I believe that sex is two things: (a) it is a natural drive to produce more of me and lots of fun and (b) it is an emotional act that has biological consequences. This belief is rooted in my fundamental beliefs about existence, as seem to be everyone’s beliefs about abortion. Since I don’t believe that there is a hell (or even a heaven), I don’t have a problem with recycling human souls, whether it’s an unborn fetus or a brain-dead loved one.
I believe that contraception, in the form of male & female pills, male & female barriers, and male & female sterilization need to be much more available to society at large as well as be understood as the responsibility of both parties.
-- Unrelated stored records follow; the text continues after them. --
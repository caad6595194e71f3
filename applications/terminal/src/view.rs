//! Terminal renditions of the track rows and the controls strip
//!
//! These types only store what the controller tells them; rendering to text
//! is a pure function of that state.

use mixtape_playback::{
    format_time, PlayAllControl, TotalTimeDisplay, TrackDisplay, TrackRef, VolumeControl,
};

use crate::config::CatalogEntry;

/// One row of the track list
#[derive(Debug, Clone)]
pub struct TerminalTrack {
    track: TrackRef,
    title: String,
    selected: bool,
    current: String,
    total: String,
}

impl TerminalTrack {
    pub fn new(id: usize, entry: &CatalogEntry) -> Self {
        Self {
            track: TrackRef::new(id, entry.file.clone()),
            title: entry.display_title().to_string(),
            selected: false,
            current: format_time(0.0),
            total: format_time(0.0),
        }
    }

    /// Build every row of a catalog, in order
    pub fn from_catalog(entries: &[CatalogEntry]) -> Vec<Self> {
        entries
            .iter()
            .enumerate()
            .map(|(id, entry)| Self::new(id, entry))
            .collect()
    }

    pub fn title(&self) -> &str {
        &self.title
    }

    pub fn is_selected(&self) -> bool {
        self.selected
    }

    pub fn current_time(&self) -> &str {
        &self.current
    }

    pub fn total_time(&self) -> &str {
        &self.total
    }

    /// Row text: number (1-based), play marker, title and times
    pub fn render(&self) -> String {
        let marker = if self.selected { '>' } else { ' ' };
        format!(
            "{marker} {:>2}. {}  {} / {}",
            self.track.id + 1,
            self.title,
            self.current,
            self.total
        )
    }
}

impl TrackDisplay for TerminalTrack {
    fn locator(&self) -> &str {
        &self.track.locator
    }

    fn set_selected(&mut self, selected: bool) {
        self.selected = selected;
    }

    fn set_current_time(&mut self, display: &str) {
        self.current = display.to_string();
    }

    fn set_total_time(&mut self, display: &str) {
        self.total = display.to_string();
    }
}

/// Play-all button, volume slider and aggregate duration
#[derive(Debug, Clone)]
pub struct TerminalControls {
    play_all_selected: bool,
    volume: u8,
    total: String,
}

impl TerminalControls {
    pub fn new() -> Self {
        Self {
            play_all_selected: false,
            volume: 100,
            total: format_time(0.0),
        }
    }

    pub fn is_play_all_selected(&self) -> bool {
        self.play_all_selected
    }

    pub fn total(&self) -> &str {
        &self.total
    }

    /// "Play All [m:ss]" or, while play-all runs, "Stop [m:ss]"
    pub fn render_play_all(&self) -> String {
        let label = if self.play_all_selected {
            "Stop"
        } else {
            "Play All"
        };
        format!("{label} [{}]", self.total)
    }

    pub fn render(&self) -> String {
        format!("{}    Volume: {}", self.render_play_all(), self.volume)
    }
}

impl Default for TerminalControls {
    fn default() -> Self {
        Self::new()
    }
}

impl PlayAllControl for TerminalControls {
    fn set_selected(&mut self, selected: bool) {
        self.play_all_selected = selected;
    }
}

impl VolumeControl for TerminalControls {
    fn value(&self) -> u8 {
        self.volume
    }

    fn set_value(&mut self, level: u8) {
        self.volume = level;
    }
}

impl TotalTimeDisplay for TerminalControls {
    fn set_text(&mut self, display: &str) {
        self.total = display.to_string();
    }
}

/// Full screen: title, one line per track, then the controls strip
pub fn render_screen(title: &str, tracks: &[TerminalTrack], controls: &TerminalControls) -> String {
    let mut lines = Vec::with_capacity(tracks.len() + 4);
    lines.push(title.to_string());
    lines.push(String::new());
    lines.extend(tracks.iter().map(TerminalTrack::render));
    lines.push(String::new());
    lines.push(controls.render());
    lines.join("\n")
}

#[cfg(test)]
mod tests {
    use super::*;

    fn entry(file: &str, title: Option<&str>) -> CatalogEntry {
        CatalogEntry {
            file: file.to_string(),
            title: title.map(str::to_string),
        }
    }

    #[test]
    fn new_row_shows_zero_times() {
        let track = TerminalTrack::new(0, &entry("Press_One.mp3", Some("Press one")));

        assert_eq!(track.locator(), "Press_One.mp3");
        assert_eq!(track.render(), "   1. Press one  0:00 / 0:00");
    }

    #[test]
    fn selected_row_is_marked() {
        let mut track = TerminalTrack::new(11, &entry("b.mp3", None));
        track.set_selected(true);
        track.set_current_time("0:42");
        track.set_total_time("3:05");

        assert_eq!(track.render(), "> 12. b.mp3  0:42 / 3:05");
    }

    #[test]
    fn play_all_label_follows_selection() {
        let mut controls = TerminalControls::new();
        controls.set_text("4:10");
        assert_eq!(controls.render_play_all(), "Play All [4:10]");

        PlayAllControl::set_selected(&mut controls, true);
        assert_eq!(controls.render_play_all(), "Stop [4:10]");
    }

    #[test]
    fn controls_show_volume() {
        let mut controls = TerminalControls::new();
        controls.set_value(75);
        assert_eq!(controls.render(), "Play All [0:00]    Volume: 75");
    }

    #[test]
    fn screen_lists_every_track() {
        let tracks = TerminalTrack::from_catalog(&[entry("a.mp3", None), entry("b.mp3", None)]);
        let screen = render_screen("Demo", &tracks, &TerminalControls::new());

        let lines: Vec<&str> = screen.lines().collect();
        assert_eq!(lines[0], "Demo");
        assert_eq!(lines[2], "   1. a.mp3  0:00 / 0:00");
        assert_eq!(lines[3], "   2. b.mp3  0:00 / 0:00");
        assert_eq!(lines[5], "Play All [0:00]    Volume: 100");
    }
}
I believe that the earth is over-crowded. I believe that raising children is more important than having them. And I believe that it is the responsibility of society at large to care for its children.
I don’t believe that I would make a good mother, so I’ve taken steps to help ensure that I don’t. I do, however, believe that it is my responsibility as a non-parent to help parents (baby sit, pay taxes, &c.). I believe that men and women should get matern- and paternity leave after the birth or adoption of a child. I believe that teenagers should be given the tools to make smart choices about their sexuality. I believe that the government should provide financial assistance as needed to daycare, preschool, and kindergarten programs in cities and states. I believe that it is in the best interest of society that children (and adults) be educated.
In short, I don’t really know when life begins, but I do not believe that it ends at birth.
I have had elective surgeries and they are not to be trifled with. They are emotional and are decisions that need to be come to by the person (the surgee, if you will), the doctor, and trusted friends and family of the surgee. When I had a lump from my breast excised, I discussed it with my doctor (not the surgeon, but the doctor I trusted) and with my mother. With other surgeries, I discussed it with my doctor and my husband (my best friend). These were decisions which were mine to make, but I had people who supported me regardless of my decision around me. My recoveries were difficult and emotional (my brother-in-law says that my sisters and I are gifted with tears) on a level I didn’t expect from a simple surgery. I believe that abortion is a medical procedure, whether done surgically or medically and as such should be done with full consent of the surgee, with a medical professional (whether surgeon, OB/GYN, or herbalist), and with a support system, (whether family and friends or counseling). I believe that a woman may indeed walk away from an abortion in the way that I did from oral surgery: normal recovery period, end of story. But I also believe that a woman may walk away from it the way I did from my lumpectomy: with emotional issues that need to be dealt with, cried about, with more narcotics than were assumed to be necessary, and with a scar that won’t go away. I believe that denying that some women have emotional responses to abortions is a disservice to all women. And I believe that denying access to abortion is, too.
I hope for a future where pre-conception birth control is so good that abortions don’t happen. Not because I’m anti-choice but because I would rather have changed my eating habits before I discovered a lump in my breast than have had it surgically removed. But until that happens, I will work (and blog) for access to abortions for everyone who needs one. And for those would cannot bear it and would rather bring the pregnancy to term and put the child up for adoption, I believe that our society must support that, too.